- _Study material_
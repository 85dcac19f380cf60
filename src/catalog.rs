// Copyright 2026 Hypermesh Foundation. All rights reserved.
// Pandemic Measures Planner - Measure Catalog

use std::collections::HashSet;

use crate::types::{Measure, RepeatImpact};

// ─── Errors ──────────────────────────────────────────────────────────────────

#[derive(Debug, thiserror::Error)]
pub enum CatalogError {
    #[error("catalog contains no measures")]
    Empty,

    #[error("measure #{index} has an empty name")]
    EmptyName { index: usize },

    #[error("measure '{name}' has segment {segment}, segments start at 1")]
    InvalidSegment { name: String, segment: u32 },

    #[error("measure '{0}' appears more than once")]
    DuplicateName(String),

    #[error("invalid catalog JSON: {0}")]
    Parse(#[from] serde_json::Error),

    #[error("failed to read catalog: {0}")]
    Io(#[from] std::io::Error),
}

// ─── Catalog ─────────────────────────────────────────────────────────────────

/// Ordered list of measures. Order decides enumeration and removal order.
#[derive(Debug, Clone, PartialEq)]
pub struct MeasureCatalog {
    measures: Vec<Measure>,
}

impl MeasureCatalog {
    /// Build a catalog, rejecting empty names, zero segments and duplicate
    /// names.
    pub fn new(measures: Vec<Measure>) -> Result<Self, CatalogError> {
        if measures.is_empty() {
            return Err(CatalogError::Empty);
        }
        let mut seen = HashSet::new();
        for (index, m) in measures.iter().enumerate() {
            if m.name.trim().is_empty() {
                return Err(CatalogError::EmptyName { index });
            }
            if m.segment < 1 {
                return Err(CatalogError::InvalidSegment {
                    name: m.name.clone(),
                    segment: m.segment,
                });
            }
            if !seen.insert(m.name.as_str()) {
                return Err(CatalogError::DuplicateName(m.name.clone()));
            }
        }
        Ok(Self { measures })
    }

    /// Load a catalog from a JSON array of measures.
    pub fn from_json(json: &str) -> Result<Self, CatalogError> {
        let measures: Vec<Measure> = serde_json::from_str(json)?;
        Self::new(measures)
    }

    /// Load a catalog from a JSON file.
    pub fn from_json_file(path: &std::path::Path) -> Result<Self, CatalogError> {
        let json = std::fs::read_to_string(path)?;
        Self::from_json(&json)
    }

    /// The 13 measures a government can take, mildest segment first.
    pub fn shipped() -> Self {
        Self { measures: shipped_measures() }
    }

    pub fn measures(&self) -> &[Measure] {
        &self.measures
    }

    pub fn len(&self) -> usize {
        self.measures.len()
    }

    pub fn is_empty(&self) -> bool {
        self.measures.is_empty()
    }

    pub fn get(&self, name: &str) -> Option<&Measure> {
        self.measures.iter().find(|m| m.name == name)
    }

    /// Index of a measure in catalog order.
    pub fn position(&self, name: &str) -> Option<usize> {
        self.measures.iter().position(|m| m.name == name)
    }
}

impl Default for MeasureCatalog {
    fn default() -> Self {
        Self::shipped()
    }
}

fn shipped_measures() -> Vec<Measure> {
    vec![
        Measure::new("School closure", 1),
        Measure::new("Ban events of more than 100 people", 1),
        Measure::new("Educate public on preventive measures", 1),
        Measure::new("Close Border", 2),
        Measure::new("Remote work", 2),
        Measure::new("Research", 2),
        Measure::new("Speech", 2).with_repeat_impact(RepeatImpact {
            infection_change: 0,
            death_change: 0,
            social_change: -5,
        }),
        Measure::new("Quarantine", 3).with_repeat_impact(RepeatImpact {
            infection_change: -5,
            death_change: -5,
            social_change: 5,
        }),
        Measure::new("Rationing supplies", 3),
        Measure::new("Lockdown", 3).with_repeat_impact(RepeatImpact {
            infection_change: -10,
            death_change: -10,
            social_change: 10,
        }),
        Measure::new("Official Speech", 4),
        Measure::new("Open Border", 4),
        Measure::new("Social Event", 5),
    ]
}

// ─── Tests ───────────────────────────────────────────────────────────────────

- _How to complete this task_
In the listing above, the lines from the one containing "return Err(CatalogError::DuplicateName(m.name.clone()));" through the one containing "pub fn from_json(json: &str)" must be set down exactly, with no other lines.

- _Solution_
                return Err(CatalogError::DuplicateName(m.name.clone()));
            }
        }
        Ok(Self { measures })
    }

    /// Load a catalog from a JSON array of measures.
    pub fn from_json(json: &str) -> Result<Self, CatalogError> {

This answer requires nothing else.